2 Ingredient Bagel Gluten-Free

Servings: 6 Mini Bagels

Ingredients

  • 2 Cups Almond Flour
  • 1 Cup Plain Greek Yogurt

Instructions

  • Pre-heat oven to 375°.
  • Mix both ingredients very thoroughly until it forms a dough-like consistency.
  • Roll with gentle hands into a thicker short log.
  • Cut into 6 pieces.
  • Pat down and shape into bagel form.
  • Poke hole into center with your finger or utensil.
  • Place on greased or parchment lined baking sheet.
  • Bake for 15 minutes.
  • Remove and spray or egg-wash the top of the bagel (to brown) and put seasoning of choice.
  • Return to oven up for 10-15 minutes keeping close watch on them.
  • Bake until the top is golden brown.
  • Remove from oven and let cool before slicing.
  • Store in fridge for up to 2 weeks or freeze for longer term.

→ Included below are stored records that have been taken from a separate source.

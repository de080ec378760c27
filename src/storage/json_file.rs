use std::fs;
use std::io;
use std::path::PathBuf;

use super::{CartStorage, StorageError};

/// File-per-key storage under a data directory, the desktop analogue of
/// browser local storage.
pub struct JsonFileStorage {
    dir: PathBuf,
}

impl JsonFileStorage {
    pub fn new(dir: impl Into<PathBuf>) -> Self {
        Self { dir: dir.into() }
    }

    fn path_for(&self, key: &str) -> PathBuf {
        // Keys look like "@shop:cart"; keep the file name filesystem-safe.
        let name: String = key
            .chars()
            .map(|c| if c.is_ascii_alphanumeric() { c } else { '_' })
            .collect();
        self.dir.join(format!("{name}.json"))
    }
}

impl CartStorage for JsonFileStorage {
    fn load(&self, key: &str) -> Result<Option<String>, StorageError> {
        match fs::read_to_string(self.path_for(key)) {
            Ok(payload) => Ok(Some(payload)),
            Err(e) if e.kind() == io::ErrorKind::NotFound => Ok(None),
            Err(e) => Err(StorageError::Io(e.to_string())),
        }
    }

    fn save(&self, key: &str, payload: &str) -> Result<(), StorageError> {
        fs::create_dir_all(&self.dir).map_err(|e| StorageError::Io(e.to_string()))?;
        fs::write(self.path_for(key), payload).map_err(|e| StorageError::Io(e.to_string()))
    }
}
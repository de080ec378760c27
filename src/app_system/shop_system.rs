use tracing::{error, info};

use crate::domain::ProductDetails;
use crate::remote::{ShopActor, ShopClient};

/// Runs the in-process shop service and hands out its client.
///
/// Responsible for starting the actor, seeding its listings, and handling
/// shutdown.
pub struct ShopSystem {
    pub shop_client: ShopClient,
    handle: tokio::task::JoinHandle<()>,
}

impl ShopSystem {
    pub fn new(listings: Vec<(ProductDetails, u32)>) -> Self {
        let (mut actor, shop_client) = ShopActor::new(32);
        for (details, stock) in listings {
            actor.add_listing(details, stock);
        }
        let handle = tokio::spawn(actor.run());

        Self {
            shop_client,
            handle,
        }
    }

    pub async fn shutdown(self) -> Result<(), String> {
        info!("Shutting down shop service...");
        // Client clones may still be held elsewhere (the cart store keeps
        // its own), so the actor gets an explicit stop signal instead of
        // waiting for every sender to drop.
        self.shop_client.shutdown().await;

        if let Err(e) = self.handle.await {
            error!("Shop actor task failed: {:?}", e);
            return Err(format!("Shop actor task failed: {:?}", e));
        }

        info!("Shop service shutdown complete.");
        Ok(())
    }
}

#[cfg(test)]
mod tests {
    use super::*;
    use std::sync::Arc;

    use tokio::time::{timeout, Duration};

    use crate::cart_store::CartStore;
    use crate::storage::MemoryStorage;

    #[tokio::test]
    async fn shutdown_completes_while_a_cart_holds_clients() {
        let system = ShopSystem::new(vec![(
            ProductDetails::new(1, "Trail Sneaker", 10.0, "sneaker.jpg"),
            5,
        )]);

        let shop = system.shop_client.clone();
        let _cart = CartStore::hydrate(
            Arc::new(MemoryStorage::new()),
            "@shop:cart",
            Arc::new(shop.clone()),
            Arc::new(shop),
        )
        .unwrap();

        timeout(Duration::from_secs(2), system.shutdown())
            .await
            .expect("shutdown did not complete")
            .unwrap();
    }
}
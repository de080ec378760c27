use std::collections::HashMap;

use async_trait::async_trait;
use tokio::sync::{mpsc, oneshot};
use tracing::{debug, instrument};

use super::{CatalogService, RemoteError, StockService};
use crate::domain::{ProductDetails, StockInfo};

type Response<T> = oneshot::Sender<Result<T, RemoteError>>;

#[derive(Debug)]
pub enum ShopRequest {
    GetProduct {
        id: u64,
        respond_to: Response<ProductDetails>,
    },
    GetStock {
        id: u64,
        respond_to: Response<StockInfo>,
    },
    Shutdown,
}

/// In-process stand-in for the storefront API.
///
/// Serves catalog and stock reads from an owned map, one request at a
/// time. Callers suspend on the oneshot response, matching the latency
/// shape of the real REST endpoints.
pub struct ShopActor {
    receiver: mpsc::Receiver<ShopRequest>,
    shelf: HashMap<u64, (ProductDetails, u32)>,
}

impl ShopActor {
    pub fn new(buffer_size: usize) -> (Self, ShopClient) {
        let (sender, receiver) = mpsc::channel(buffer_size);
        let actor = Self {
            receiver,
            shelf: HashMap::new(),
        };
        (actor, ShopClient { sender })
    }

    /// Puts a product on the shelf with the given stock level.
    pub fn add_listing(&mut self, details: ProductDetails, stock: u32) {
        self.shelf.insert(details.id, (details, stock));
    }

    pub async fn run(mut self) {
        while let Some(msg) = self.receiver.recv().await {
            match msg {
                ShopRequest::GetProduct { id, respond_to } => {
                    let result = self
                        .shelf
                        .get(&id)
                        .map(|(details, _)| details.clone())
                        .ok_or(RemoteError::UnknownProduct(id));
                    let _ = respond_to.send(result);
                }
                ShopRequest::GetStock { id, respond_to } => {
                    let result = self
                        .shelf
                        .get(&id)
                        .map(|(_, amount)| StockInfo { id, amount: *amount })
                        .ok_or(RemoteError::UnknownProduct(id));
                    let _ = respond_to.send(result);
                }
                ShopRequest::Shutdown => break,
            }
        }
    }
}

/// Client half of [`ShopActor`]; implements the same capability traits
/// as the HTTP client.
#[derive(Clone)]
pub struct ShopClient {
    sender: mpsc::Sender<ShopRequest>,
}

impl ShopClient {
    /// Asks the actor to stop. Safe to call while other clones are still
    /// live; their later requests fail with [`RemoteError::Closed`].
    pub async fn shutdown(&self) {
        let _ = self.sender.send(ShopRequest::Shutdown).await;
    }
}

#[async_trait]
impl CatalogService for ShopClient {
    #[instrument(skip(self))]
    async fn product_details(&self, id: u64) -> Result<ProductDetails, RemoteError> {
        debug!("Sending request");
        let (respond_to, response) = oneshot::channel();
        self.sender
            .send(ShopRequest::GetProduct { id, respond_to })
            .await
            .map_err(|_| RemoteError::Closed)?;
        response.await.map_err(|_| RemoteError::Closed)?
    }
}

#[async_trait]
impl StockService for ShopClient {
    #[instrument(skip(self))]
    async fn stock_level(&self, id: u64) -> Result<StockInfo, RemoteError> {
        debug!("Sending request");
        let (respond_to, response) = oneshot::channel();
        self.sender
            .send(ShopRequest::GetStock { id, respond_to })
            .await
            .map_err(|_| RemoteError::Closed)?;
        response.await.map_err(|_| RemoteError::Closed)?
    }
}

#[cfg(test)]
mod tests {
    use super::*;

    #[tokio::test]
    async fn serves_catalog_and_stock_reads() {
        let (mut actor, client) = ShopActor::new(10);
        actor.add_listing(ProductDetails::new(1, "Trail Sneaker", 179.9, "sneaker.jpg"), 5);
        tokio::spawn(actor.run());

        let details = client.product_details(1).await.unwrap();
        assert_eq!(details.title, "Trail Sneaker");

        let stock = client.stock_level(1).await.unwrap();
        assert_eq!(stock, StockInfo { id: 1, amount: 5 });
    }

    #[tokio::test]
    async fn shutdown_stops_the_actor_despite_live_clones() {
        let (mut actor, client) = ShopActor::new(10);
        actor.add_listing(ProductDetails::new(1, "Trail Sneaker", 179.9, "sneaker.jpg"), 5);
        let handle = tokio::spawn(actor.run());

        let survivor = client.clone();
        client.shutdown().await;
        handle.await.unwrap();

        assert_eq!(
            survivor.product_details(1).await,
            Err(RemoteError::Closed)
        );
    }

    #[tokio::test]
    async fn unknown_product_is_an_error() {
        let (actor, client) = ShopActor::new(10);
        tokio::spawn(actor.run());

        assert_eq!(
            client.product_details(99).await,
            Err(RemoteError::UnknownProduct(99))
        );
        assert_eq!(
            client.stock_level(99).await,
            Err(RemoteError::UnknownProduct(99))
        );
    }
}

Homemade Mini Donuts Gluten-Free

Servings: 6 Mini Dounuts

Ingredients

  • Cups Almond Flour
  • ½ Cup Powdered Sweetener
  • 1 tsp Baking Powder
  • ¼ tsp Thickening Agent like Xanthan Gum (Or psyllium husk)
  • tsp Salt
  • 2 Tbsp Oil (Or Butter)
  • 2 Tbsp Milk (Or Nut Milk)
  • 2 Large Eggs
  • ½ tsp Vanilla Extract

Instructions

  • Pre-heat oven to 325°.
  • Combine wet and dry ingredients.
  • Blend well into a wet batter.
  • Spray the mold you are using not to stick
  • Put batter into a gallon size bag and snip the tiny corner for ease of distribution into the mold.
  • Bake for 8-10 minutes.
  • Top with sugars or just leave plain.
  • Let cool completely and enjoy.
  • Store in air tight container for up to 2 weeks or freeze for longer term.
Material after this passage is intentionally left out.